INSTRUCTIONS FOR THE TASK: The response should be an exact repetition of all the entries.

Stored records
::::

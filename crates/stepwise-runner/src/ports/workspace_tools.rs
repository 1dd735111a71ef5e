use std::path::{Component, Path, PathBuf};

use anyhow::Result;
use async_trait::async_trait;
use serde_json::{json, Map, Value};
use stepwise_core::ToolSpec;
use tracing::{debug, warn};

use super::{ToolOutcome, ToolPort};

/// Tool gateway confined to one workspace directory.
///
/// Every path parameter is relative to the root. Absolute paths, `..`
/// segments that climb out of the root and symlinks that lead outside it
/// are tool failures.
pub struct WorkspaceTools {
    root: PathBuf,
}

impl WorkspaceTools {
    /// The root is canonicalized once so symlinked workspaces compare correctly.
    pub fn new(root: impl Into<PathBuf>) -> Self {
        let root = root.into();
        let root = std::fs::canonicalize(&root).unwrap_or(root);
        Self { root }
    }

    /// The tools this gateway advertises.
    pub fn specs() -> Vec<ToolSpec> {
        vec![
            ToolSpec {
                name: "list_directory".into(),
                description: "List the entries of a directory in the workspace".into(),
                parameters: json!({
                    "type": "object",
                    "properties": {"path": {"type": "string"}},
                    "required": ["path"]
                }),
            },
            ToolSpec {
                name: "read_file".into(),
                description: "Read a UTF-8 text file from the workspace".into(),
                parameters: json!({
                    "type": "object",
                    "properties": {"path": {"type": "string"}},
                    "required": ["path"]
                }),
            },
            ToolSpec {
                name: "write_file".into(),
                description: "Create or overwrite a text file in the workspace".into(),
                parameters: json!({
                    "type": "object",
                    "properties": {
                        "path": {"type": "string"},
                        "content": {"type": "string"}
                    },
                    "required": ["path", "content"]
                }),
            },
        ]
    }

    /// Resolve a workspace-relative path, refusing anything outside the root.
    ///
    /// Only the text of the path is checked here; [`Self::confine`] follows
    /// symlinks on disk.
    pub fn resolve(&self, relative: &str) -> Result<PathBuf, String> {
        let mut parts: Vec<&std::ffi::OsStr> = Vec::new();
        for component in Path::new(relative).components() {
            match component {
                Component::Normal(part) => parts.push(part),
                Component::CurDir => {}
                Component::ParentDir => {
                    if parts.pop().is_none() {
                        return Err(format!("path `{relative}` escapes the workspace"));
                    }
                }
                Component::RootDir | Component::Prefix(_) => {
                    return Err(format!("absolute path `{relative}` is not allowed"));
                }
            }
        }
        let mut resolved = self.root.clone();
        resolved.extend(parts);
        Ok(resolved)
    }

    /// Canonicalize a resolved path, or its nearest existing ancestor when
    /// it does not exist yet, and require the result to stay under the root.
    pub fn confine(&self, resolved: &Path, relative: &str) -> Result<PathBuf, String> {
        let mut existing = resolved;
        let mut pending = Vec::new();
        // symlink_metadata so a dangling link stops the walk and fails below
        while std::fs::symlink_metadata(existing).is_err() {
            match (existing.parent(), existing.file_name()) {
                (Some(parent), Some(name)) => {
                    pending.push(name.to_os_string());
                    existing = parent;
                }
                _ => break,
            }
        }
        let mut canonical = existing
            .canonicalize()
            .map_err(|e| format!("cannot resolve `{relative}`: {e}"))?;
        canonical.extend(pending.into_iter().rev());
        if !canonical.starts_with(&self.root) {
            warn!(
                path = %relative,
                resolved = %canonical.display(),
                "path resolves outside the workspace"
            );
            return Err(format!("path `{relative}` resolves outside the workspace"));
        }
        Ok(canonical)
    }

    async fn list_directory(&self, path: &Path) -> std::io::Result<String> {
        let mut dir = tokio::fs::read_dir(path).await?;
        let mut names = Vec::new();
        while let Some(entry) = dir.next_entry().await? {
            let mut name = entry.file_name().to_string_lossy().to_string();
            if entry.file_type().await?.is_dir() {
                name.push('/');
            }
            names.push(name);
        }
        names.sort();
        Ok(names.join("\n"))
    }

    async fn write_file(&self, path: &Path, content: &str) -> std::io::Result<()> {
        if let Some(parent) = path.parent() {
            tokio::fs::create_dir_all(parent).await?;
        }
        tokio::fs::write(path, content).await
    }
}

fn string_param<'a>(params: &'a Map<String, Value>, name: &str) -> Result<&'a str, String> {
    match params.get(name) {
        Some(Value::String(s)) => Ok(s),
        Some(_) => Err(format!("parameter `{name}` must be a string")),
        None => Err(format!("missing parameter `{name}`")),
    }
}

#[async_trait]
impl ToolPort for WorkspaceTools {
    async fn list_tools(&self) -> Result<Vec<ToolSpec>> {
        Ok(Self::specs())
    }

    async fn invoke(&self, tool: &str, params: &Map<String, Value>) -> Result<ToolOutcome> {
        debug!("tool {} {:?}", tool, params);
        let rel = match tool {
            "list_directory" | "read_file" | "write_file" => match string_param(params, "path") {
                Ok(p) => p,
                Err(e) => return Ok(ToolOutcome::err(e)),
            },
            other => return Ok(ToolOutcome::err(format!("unknown tool `{other}`"))),
        };
        let path = match self.resolve(rel).and_then(|p| self.confine(&p, rel)) {
            Ok(p) => p,
            Err(e) => return Ok(ToolOutcome::err(e)),
        };

        let outcome = match tool {
            "list_directory" => match self.list_directory(&path).await {
                Ok(listing) => ToolOutcome::ok(listing),
                Err(e) => ToolOutcome::err(format!("list {rel}: {e}")),
            },
            "read_file" => match tokio::fs::read_to_string(&path).await {
                Ok(content) => ToolOutcome::ok(content),
                Err(e) => ToolOutcome::err(format!("read {rel}: {e}")),
            },
            _ => {
                let content = match string_param(params, "content") {
                    Ok(c) => c,
                    Err(e) => return Ok(ToolOutcome::err(e)),
                };
                match self.write_file(&path, content).await {
                    Ok(()) => ToolOutcome::ok(format!("wrote {} bytes to {rel}", content.len())),
                    Err(e) => ToolOutcome::err(format!("write {rel}: {e}")),
                }
            }
        };
        Ok(outcome)
    }
}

::::

SOLVED EXERCISE:
filename crates/stepwise-runner/src/ports/workspace_tools.rs
repository 1dd735111a71ef5e
use std::path::{Component, Path, PathBuf};

use anyhow::Result;
use async_trait::async_trait;
use serde_json::{json, Map, Value};
use stepwise_core::ToolSpec;
use tracing::{debug, warn};

use super::{ToolOutcome, ToolPort};

/// Tool gateway confined to one workspace directory.
///
/// Every path parameter is relative to the root. Absolute paths, `..`
/// segments that climb out of the root and symlinks that lead outside it
/// are tool failures.
pub struct WorkspaceTools {
    root: PathBuf,
}

impl WorkspaceTools {
    /// The root is canonicalized once so symlinked workspaces compare correctly.
    pub fn new(root: impl Into<PathBuf>) -> Self {
        let root = root.into();
        let root = std::fs::canonicalize(&root).unwrap_or(root);
        Self { root }
    }

    /// The tools this gateway advertises.
    pub fn specs() -> Vec<ToolSpec> {
        vec![
            ToolSpec {
                name: "list_directory".into(),
                description: "List the entries of a directory in the workspace".into(),
                parameters: json!({
                    "type": "object",
                    "properties": {"path": {"type": "string"}},
                    "required": ["path"]
                }),
            },
            ToolSpec {
                name: "read_file".into(),
                description: "Read a UTF-8 text file from the workspace".into(),
                parameters: json!({
                    "type": "object",
                    "properties": {"path": {"type": "string"}},
                    "required": ["path"]
                }),
            },
            ToolSpec {
                name: "write_file".into(),
                description: "Create or overwrite a text file in the workspace".into(),
                parameters: json!({
                    "type": "object",
                    "properties": {
                        "path": {"type": "string"},
                        "content": {"type": "string"}
                    },
                    "required": ["path", "content"]
                }),
            },
        ]
    }

    /// Resolve a workspace-relative path, refusing anything outside the root.
    ///
    /// Only the text of the path is checked here; [`Self::confine`] follows
    /// symlinks on disk.
    pub fn resolve(&self, relative: &str) -> Result<PathBuf, String> {
        let mut parts: Vec<&std::ffi::OsStr> = Vec::new();
        for component in Path::new(relative).components() {
            match component {
                Component::Normal(part) => parts.push(part),
                Component::CurDir => {}
                Component::ParentDir => {
                    if parts.pop().is_none() {
                        return Err(format!("path `{relative}` escapes the workspace"));
                    }
                }
                Component::RootDir | Component::Prefix(_) => {
                    return Err(format!("absolute path `{relative}` is not allowed"));
                }
            }
        }
        let mut resolved = self.root.clone();
        resolved.extend(parts);
        Ok(resolved)
    }

    /// Canonicalize a resolved path, or its nearest existing ancestor when
    /// it does not exist yet, and require the result to stay under the root.
    pub fn confine(&self, resolved: &Path, relative: &str) -> Result<PathBuf, String> {
        let mut existing = resolved;
        let mut pending = Vec::new();
        // symlink_metadata so a dangling link stops the walk and fails below
        while std::fs::symlink_metadata(existing).is_err() {
            match (existing.parent(), existing.file_name()) {
                (Some(parent), Some(name)) => {
                    pending.push(name.to_os_string());
                    existing = parent;
                }
                _ => break,
            }
        }
        let mut canonical = existing
            .canonicalize()
            .map_err(|e| format!("cannot resolve `{relative}`: {e}"))?;
        canonical.extend(pending.into_iter().rev());
        if !canonical.starts_with(&self.root) {
            warn!(
                path = %relative,
                resolved = %canonical.display(),
                "path resolves outside the workspace"
            );
            return Err(format!("path `{relative}` resolves outside the workspace"));
        }
        Ok(canonical)
    }

    async fn list_directory(&self, path: &Path) -> std::io::Result<String> {
        let mut dir = tokio::fs::read_dir(path).await?;
        let mut names = Vec::new();
        while let Some(entry) = dir.next_entry().await? {
            let mut name = entry.file_name().to_string_lossy().to_string();
            if entry.file_type().await?.is_dir() {
                name.push('/');
            }
            names.push(name);
        }
        names.sort();
        Ok(names.join("\n"))
    }

    async fn write_file(&self, path: &Path, content: &str) -> std::io::Result<()> {
        if let Some(parent) = path.parent() {
            tokio::fs::create_dir_all(parent).await?;
        }
        tokio::fs::write(path, content).await
    }
}

fn string_param<'a>(params: &'a Map<String, Value>, name: &str) -> Result<&'a str, String> {
    match params.get(name) {
        Some(Value::String(s)) => Ok(s),
        Some(_) => Err(format!("parameter `{name}` must be a string")),
        None => Err(format!("missing parameter `{name}`")),
    }
}

#[async_trait]
impl ToolPort for WorkspaceTools {
    async fn list_tools(&self) -> Result<Vec<ToolSpec>> {
        Ok(Self::specs())
    }

    async fn invoke(&self, tool: &str, params: &Map<String, Value>) -> Result<ToolOutcome> {
        debug!("tool {} {:?}", tool, params);
        let rel = match tool {
            "list_directory" | "read_file" | "write_file" => match string_param(params, "path") {
                Ok(p) => p,
                Err(e) => return Ok(ToolOutcome::err(e)),
            },
            other => return Ok(ToolOutcome::err(format!("unknown tool `{other}`"))),
        };
        let path = match self.resolve(rel).and_then(|p| self.confine(&p, rel)) {
            Ok(p) => p,
            Err(e) => return Ok(ToolOutcome::err(e)),
        };

        let outcome = match tool {
            "list_directory" => match self.list_directory(&path).await {
                Ok(listing) => ToolOutcome::ok(listing),
                Err(e) => ToolOutcome::err(format!("list {rel}: {e}")),
            },
            "read_file" => match tokio::fs::read_to_string(&path).await {
                Ok(content) => ToolOutcome::ok(content),
                Err(e) => ToolOutcome::err(format!("read {rel}: {e}")),
            },
            _ => {
                let content = match string_param(params, "content") {
                    Ok(c) => c,
                    Err(e) => return Ok(ToolOutcome::err(e)),
                };
                match self.write_file(&path, content).await {
                    Ok(()) => ToolOutcome::ok(format!("wrote {} bytes to {rel}", content.len())),
                    Err(e) => ToolOutcome::err(format!("write {rel}: {e}")),
                }
            }
        };
        Ok(outcome)
    }
}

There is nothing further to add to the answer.